Kendi açığını yaşamın her anında bedel ödemek zorunda kalan halka yükleyerek kapatmaya çalışmak hele hele ihbar edin diyerek halkı ihbarcılığa yönlendirmek belediye hizmetlerinin hangi bakış açısı ile yürütüldüğünü göstermektedir.
Bakan Çelik de bir özeleştiri vermek ve kalıcı çözümler üretmek yerine işi cezalarla çözeceğini söyledi. Belki birkaç tane kurban seçilecek sonra tekrar işini yürüten kaptan misali işler ruhsatsız, sigortasız, kaçak bir şeklide yürümeye devam edecektir.
Bu olayda da yetkililer çuvaldızı kendilerine batırmamıştır. Sorumlu ihbarda bulunmayan vatandaş olmuştur. Sadece bu olayın değil eğer ihbar edilmez ise bundan sonra olacak patlamalarında sorumlusu vatandaş olacak.
Bu şekilde belediyesinden bakanına kadar asgari ücretle sigortasız yaşamak zorunda kalan emekçilerin gündemlerinde olmadığı -olmayacağı ortaya çıktı.
Oysa asıl suçlu ve ihbar edilmesi gereken sistemin kendisi ve yetkililer.
Neden mi? Yapılan ekonomik uygulamalara, gelir kaynaklarının dağılımına ve yeniden yeniden genelgelerle düzenlenen yasarla baktığımızda emekçilerin gözetmediğini bizzat ruhsatsız, sigortasız çalışmayı sistem kendisi üretiyor.

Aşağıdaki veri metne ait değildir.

//! Application state shared between the control side and the simulation
//! thread.

use std::sync::mpsc;
use std::sync::{Arc, Condvar, Mutex};
use std::thread::JoinHandle;
use std::time::Duration;

use pronav_core::commands::PlayerCommand;
use pronav_core::state::SimSnapshot;

/// Commands sent from the control layer to the simulation thread.
#[derive(Debug)]
pub enum GameLoopCommand {
    /// A control command to forward to the simulation engine.
    PlayerCommand(PlayerCommand),
    /// Shut down the simulation thread gracefully.
    Shutdown,
}

/// Binary hand-off event: a flag guarded by a mutex, with a condvar to
/// wake waiters when it becomes set.
#[derive(Debug, Default)]
pub struct Signal {
    flag: Mutex<bool>,
    changed: Condvar,
}

impl Signal {
    pub fn new(initial: bool) -> Self {
        Self {
            flag: Mutex::new(initial),
            changed: Condvar::new(),
        }
    }

    pub fn set(&self) {
        if let Ok(mut flag) = self.flag.lock() {
            *flag = true;
            self.changed.notify_all();
        }
    }

    pub fn reset(&self) {
        if let Ok(mut flag) = self.flag.lock() {
            *flag = false;
        }
    }

    pub fn is_set(&self) -> bool {
        self.flag.lock().map(|flag| *flag).unwrap_or(false)
    }

    /// Block until the signal is set or `timeout` passes. Returns whether
    /// the signal was set.
    pub fn wait_timeout(&self, timeout: Duration) -> bool {
        let Ok(flag) = self.flag.lock() else {
            return false;
        };
        match self.changed.wait_timeout_while(flag, timeout, |set| !*set) {
            Ok((flag, _)) => *flag,
            Err(_) => false,
        }
    }
}

/// The two signals the simulation thread and its controller hand off on.
#[derive(Debug)]
pub struct LoopSignals {
    /// Set by the worker while it is idle before its next substep batch.
    pub parked: Signal,
    /// Cleared by the controller to make the worker stop looping and park.
    pub running: Signal,
}

impl Default for LoopSignals {
    fn default() -> Self {
        Self {
            parked: Signal::new(false),
            running: Signal::new(true),
        }
    }
}

/// Shared application state.
///
/// - `mpsc::Sender` is wrapped in `Mutex` (Sender is Send but not Sync)
/// - `Mutex<Option<...>>` holds state that does not exist before `start_simulation`
/// - `Arc<...>` is shared with the simulation thread
pub struct AppState {
    /// Channel sender to forward commands to the simulation thread.
    /// `None` before `start_simulation` is called.
    pub command_tx: Mutex<Option<mpsc::Sender<GameLoopCommand>>>,
    /// Latest snapshot, updated by the simulation thread after each frame.
    pub latest_snapshot: Arc<Mutex<Option<SimSnapshot>>>,
    pub signals: Arc<LoopSignals>,
    pub worker: Mutex<Option<JoinHandle<()>>>,
    /// Whether the simulation thread is currently running.
    pub running: Mutex<bool>,
}

impl Default for AppState {
    fn default() -> Self {
        Self {
            command_tx: Mutex::new(None),
            latest_snapshot: Arc::new(Mutex::new(None)),
            signals: Arc::new(LoopSignals::default()),
            worker: Mutex::new(None),
            running: Mutex::new(false),
        }
    }
}

impl AppState {
    pub fn new() -> Self {
        Self::default()
    }
}

#[cfg(test)]
mod tests {
    use super::*;
    use std::time::Instant;
    use test_log::test;

    #[test]
    fn test_app_state_creation() {
        let state = AppState::new();
        assert!(state.command_tx.lock().unwrap().is_none());
        assert!(state.latest_snapshot.lock().unwrap().is_none());
        assert!(state.worker.lock().unwrap().is_none());
        assert!(!*state.running.lock().unwrap());
        assert!(state.signals.running.is_set());
        assert!(!state.signals.parked.is_set());
    }

    #[test]
    fn test_signal_wait_times_out_when_unset() {
        let signal = Signal::new(false);
        let start = Instant::now();
        assert!(!signal.wait_timeout(Duration::from_millis(20)));
        assert!(start.elapsed() >= Duration::from_millis(20));
    }

    #[test]
    fn test_signal_wakes_waiter_across_threads() {
        let signal = Arc::new(Signal::new(false));
        let setter = Arc::clone(&signal);
        let handle = std::thread::spawn(move || {
            std::thread::sleep(Duration::from_millis(10));
            setter.set();
        });
        assert!(signal.wait_timeout(Duration::from_secs(5)));
        handle.join().unwrap();

        signal.reset();
        assert!(!signal.is_set());
    }
}
//! Target kinematic profiles.

use rand::Rng;

use pronav_core::components::RigidBody;
use pronav_core::constants::*;
use pronav_core::enums::TargetProfile;
use pronav_core::geometry::angle_to_vector;
use pronav_core::types::Vec2;

use crate::smoothing::RunningAverage;

/// Random-walk manoeuvring for erratic targets.
///
/// Every few hundred substeps the spin reverses and a fresh velocity is
/// drawn; both are eased in through running averages so the target never
/// jerks.
#[derive(Debug, Clone)]
pub struct ErraticManeuver {
    spin_target: f64,
    velocity_target: Vec2,
    spin: RunningAverage<f64>,
    velocity: RunningAverage<Vec2>,
    spin_countdown: u32,
    velocity_countdown: u32,
}

impl ErraticManeuver {
    pub fn new(body: &RigidBody) -> Self {
        Self {
            spin_target: body.rotation_speed,
            velocity_target: body.velocity,
            spin: RunningAverage::new(ERRATIC_SMOOTHING),
            velocity: RunningAverage::new(ERRATIC_SMOOTHING),
            spin_countdown: 0,
            velocity_countdown: 0,
        }
    }

    /// Retarget when due, then ease the body's spin and velocity.
    pub fn update<R: Rng>(&mut self, body: &mut RigidBody, rng: &mut R) {
        if self.spin_countdown == 0 {
            self.spin_target = -body.rotation_speed;
            self.spin_countdown = rng.gen_range(ERRATIC_MIN_FRAMES..ERRATIC_MAX_FRAMES);
        }
        self.spin_countdown -= 1;
        body.rotation_speed = self.spin.add(self.spin_target);

        if self.velocity_countdown == 0 {
            self.velocity_target = random_velocity(rng);
            self.velocity_countdown = rng.gen_range(ERRATIC_MIN_FRAMES..ERRATIC_MAX_FRAMES);
        }
        self.velocity_countdown -= 1;
        body.velocity = self.velocity.add(self.velocity_target);

        follow_rotation(body);
    }
}

/// Point the velocity against the body's rotation, keeping its magnitude.
pub fn follow_rotation(body: &mut RigidBody) {
    body.velocity = angle_to_vector(-body.rotation) * body.velocity.length();
}

/// Each axis drawn uniformly from `±TARGET_MAX_SPEED`.
pub fn random_velocity<R: Rng>(rng: &mut R) -> Vec2 {
    Vec2::new(
        rng.gen_range(-TARGET_MAX_SPEED..TARGET_MAX_SPEED),
        rng.gen_range(-TARGET_MAX_SPEED..TARGET_MAX_SPEED),
    )
}

/// Resolve `Random` to one of the concrete profiles.
pub fn resolve_profile<R: Rng>(profile: TargetProfile, rng: &mut R) -> TargetProfile {
    match profile {
        TargetProfile::Random => {
            TargetProfile::CONCRETE[rng.gen_range(0..TargetProfile::CONCRETE.len())]
        }
        concrete => concrete,
    }
}

/// Initial velocity and spin for a freshly spawned target.
pub fn initial_motion<R: Rng>(profile: TargetProfile, rng: &mut R) -> (Vec2, f64) {
    match profile {
        TargetProfile::Static | TargetProfile::Random => (Vec2::ZERO, 0.0),
        TargetProfile::Linear => (random_velocity(rng), 0.0),
        TargetProfile::Rotating => (
            random_velocity(rng),
            rng.gen_range(-TARGET_MAX_SPIN..TARGET_MAX_SPIN),
        ),
        TargetProfile::Erratic => (
            random_velocity(rng),
            rng.gen_range(-ERRATIC_MAX_SPIN..ERRATIC_MAX_SPIN),
        ),
    }
}

/// Polygon radius for a profile.
pub fn polygon_radius(profile: TargetProfile) -> f64 {
    match profile {
        TargetProfile::Erratic => ERRATIC_POLY_RADIUS,
        _ => TARGET_POLY_RADIUS,
    }
}

#[cfg(test)]
mod tests {
    use super::*;
    use approx::assert_abs_diff_eq;
    use pronav_core::geometry::{angle_diff, vector_angle};
    use rand::SeedableRng;
    use rand_chacha::ChaCha8Rng;

    #[test]
    fn test_follow_rotation_keeps_speed() {
        let mut body = RigidBody::new(Vec2::ZERO, Vec2::new(30.0, 40.0), 90.0);
        follow_rotation(&mut body);
        assert_abs_diff_eq!(body.velocity.length(), 50.0, epsilon = 1e-9);
        assert_abs_diff_eq!(vector_angle(body.velocity), 270.0, epsilon = 1e-9);
    }

    #[test]
    fn test_random_resolves_to_concrete() {
        let mut rng = ChaCha8Rng::seed_from_u64(9);
        for _ in 0..50 {
            let p = resolve_profile(TargetProfile::Random, &mut rng);
            assert!(TargetProfile::CONCRETE.contains(&p));
        }
        assert_eq!(
            resolve_profile(TargetProfile::Linear, &mut rng),
            TargetProfile::Linear
        );
    }

    #[test]
    fn test_initial_motion_bounds() {
        let mut rng = ChaCha8Rng::seed_from_u64(3);
        for profile in TargetProfile::CONCRETE {
            let (v, spin) = initial_motion(profile, &mut rng);
            assert!(v.x.abs() <= TARGET_MAX_SPEED && v.y.abs() <= TARGET_MAX_SPEED);
            assert!(spin.abs() <= TARGET_MAX_SPIN);
            if profile == TargetProfile::Static {
                assert_eq!((v, spin), (Vec2::ZERO, 0.0));
            }
        }
    }

    #[test]
    fn test_erratic_heads_against_rotation_and_flips_spin() {
        let mut rng = ChaCha8Rng::seed_from_u64(21);
        let mut body =
            RigidBody::new(Vec2::ZERO, Vec2::new(100.0, 0.0), 30.0).with_rotation_speed(40.0);
        let mut maneuver = ErraticManeuver::new(&body);

        maneuver.update(&mut body, &mut rng);
        assert_abs_diff_eq!(body.rotation_speed, -40.0, epsilon = 1e-9);
        assert!(angle_diff(vector_angle(body.velocity), 330.0) < 1e-6);

        for _ in 0..200 {
            maneuver.update(&mut body, &mut rng);
            assert!(body.velocity.length() <= TARGET_MAX_SPEED * 2f64.sqrt());
        }
    }
}
//! Intercept-triangle guidance.
//!
//! The missile, the target and the intercept point form a triangle whose
//! sides are the current range, the target's travel and the missile's
//! travel. The law of cosines over that triangle gives a quadratic in the
//! missile's travel distance.

use pronav_core::geometry::{angle_between, normalize_or_zero, vector_angle};
use pronav_core::types::Vec2;

use super::{AimPoints, Kinematics};

#[derive(Debug, Clone, Copy, Default, PartialEq)]
pub struct QuadraticPn {
    /// Last commanded heading, held when there is no intercept solution.
    prev_heading: f64,
}

impl QuadraticPn {
    pub fn new(rotation: f64) -> Self {
        Self {
            prev_heading: rotation,
        }
    }

    pub fn heading(&mut self, missile: &Kinematics, target: &Kinematics, aim: &mut AimPoints) -> f64 {
        let speed = missile.velocity.length();
        match intercept_direction(missile.position, target.position, speed, target.velocity) {
            Some((direction, impact)) => {
                aim.impact = impact;
                aim.stable = impact;
                aim.current = impact;
                self.prev_heading = vector_angle(direction);
            }
            None => log::trace!("no intercept solution, holding {:.1}", self.prev_heading),
        }
        self.prev_heading
    }
}

/// Unit direction to fly from `origin` at `missile_speed` to meet a target
/// moving at constant `target_velocity`, with the meeting point.
///
/// Returns `None` when the target cannot be caught or the geometry is
/// degenerate (zero speed or zero range).
pub fn intercept_direction(
    origin: Vec2,
    target_pos: Vec2,
    missile_speed: f64,
    target_velocity: Vec2,
) -> Option<(Vec2, Vec2)> {
    let range = origin.distance(target_pos);
    if missile_speed <= f64::EPSILON || range <= f64::EPSILON {
        return None;
    }

    let target_speed = target_velocity.length();
    let ratio = target_speed / missile_speed;
    // Angle at the target's corner, between the way back to the missile and
    // the target's course.
    let alpha = if target_speed > f64::EPSILON {
        angle_between(origin - target_pos, target_velocity).to_radians()
    } else {
        0.0
    };

    let a = 1.0 - ratio * ratio;
    let b = 2.0 * ratio * range * alpha.cos();
    let c = -range * range;

    let travel = if a.abs() < 1e-9 {
        // Equal speeds: the quadratic collapses to b*s + c = 0.
        if b <= 0.0 {
            return None;
        }
        -c / b
    } else {
        let disc = b * b - 4.0 * a * c;
        if disc < 0.0 {
            return None;
        }
        let root = disc.sqrt();
        let s1 = (-b + root) / (2.0 * a);
        let s2 = (-b - root) / (2.0 * a);
        s1.max(s2)
    };
    if travel <= 0.0 || !travel.is_finite() {
        return None;
    }

    let time = travel / missile_speed;
    let impact = target_pos + target_velocity * time;
    let direction = normalize_or_zero(impact - origin);
    if direction == Vec2::ZERO {
        return None;
    }
    Some((direction, impact))
}

#[cfg(test)]
mod tests {
    use super::*;
    use approx::assert_abs_diff_eq;

    #[test]
    fn test_stationary_target_is_pure_pursuit() {
        let origin = Vec2::new(-50.0, 20.0);
        let target = Vec2::new(300.0, 700.0);
        let (dir, impact) = intercept_direction(origin, target, 450.0, Vec2::ZERO).unwrap();
        let los = (target - origin).normalize();
        assert_abs_diff_eq!(dir.x, los.x, epsilon = 1e-9);
        assert_abs_diff_eq!(dir.y, los.y, epsilon = 1e-9);
        assert_eq!(impact, target);
    }

    #[test]
    fn test_crossing_target_intercept_point() {
        // |(1000, 300t)| = 500t  =>  t = 2.5
        let (dir, impact) =
            intercept_direction(Vec2::ZERO, Vec2::new(1000.0, 0.0), 500.0, Vec2::new(0.0, 300.0))
                .unwrap();
        assert_abs_diff_eq!(impact.x, 1000.0, epsilon = 1e-6);
        assert_abs_diff_eq!(impact.y, 750.0, epsilon = 1e-6);
        assert_abs_diff_eq!(dir.length(), 1.0, epsilon = 1e-9);
    }

    #[test]
    fn test_faster_receding_target_has_no_solution() {
        assert!(intercept_direction(
            Vec2::ZERO,
            Vec2::new(1000.0, 0.0),
            200.0,
            Vec2::new(400.0, 0.0)
        )
        .is_none());
    }

    #[test]
    fn test_no_solution_holds_previous_heading() {
        let mut law = QuadraticPn::new(37.0);
        let m = Kinematics {
            velocity: Vec2::new(200.0, 0.0),
            ..Default::default()
        };
        let t = Kinematics {
            position: Vec2::new(1000.0, 0.0),
            velocity: Vec2::new(400.0, 0.0),
            ..Default::default()
        };
        let mut aim = AimPoints::default();
        assert_eq!(law.heading(&m, &t, &mut aim), 37.0);
    }
}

Bu koşullar, yani olumsuz çalışma koşulları, asgari ücret(bazen daha da azı) küçük yaşta çalışanlar, normal çalışan süresini aşan saatler, ruhsatsız, kaçak işyerleri kapitalizmin rekabet ve daha fazla kazanma mekanizmasının bir sonucudur. Daha uzun süreli çalışma, daha az ücret. İşverenin kısacağı ilk gider kalemi işçinin ücreti, sigortası olmakta..İş yerlerine sendikanın girmesi ise özellikle engellenmekte. Bu koşullarda çalışırsan çalış. Çalışmıyorsan dışarıda sırada bekleyen bir sürü işsiz var denmekte.
Bir anlamda emekçilerden sıtma ile ölüm arasında tercih yapması istenmektedir.
Bu çalışma koşullarından emekçilerin dışında sistemin, belediyenin, işverenişn çıkarları ve iş birliği var. Davutpaşa patlamasında da devlet çıkardığı yasalar ve işverenin işine yarayan yasalardaki boşluklarla, belediye tespit ettiği kaçak ve ruhsatsız çalışmaya gerekli düzeltme çalışmalarını yapmama, görmezden gelmeyle, imalathane sahibi ise gidersiz daha fazla kazanma çabası ile bu sonucu hazırlamışlardır.
Dolayısıyla asıl ihbar edilmesi gereken bunlardır.
Bir tek noktayı gözden kaçırmamak gerekir. O da emekçilerin kendilerine dayatılan ölüm ile sıtma yerine yaşamı tercih etme şanslarının olduğunu unutmamaları.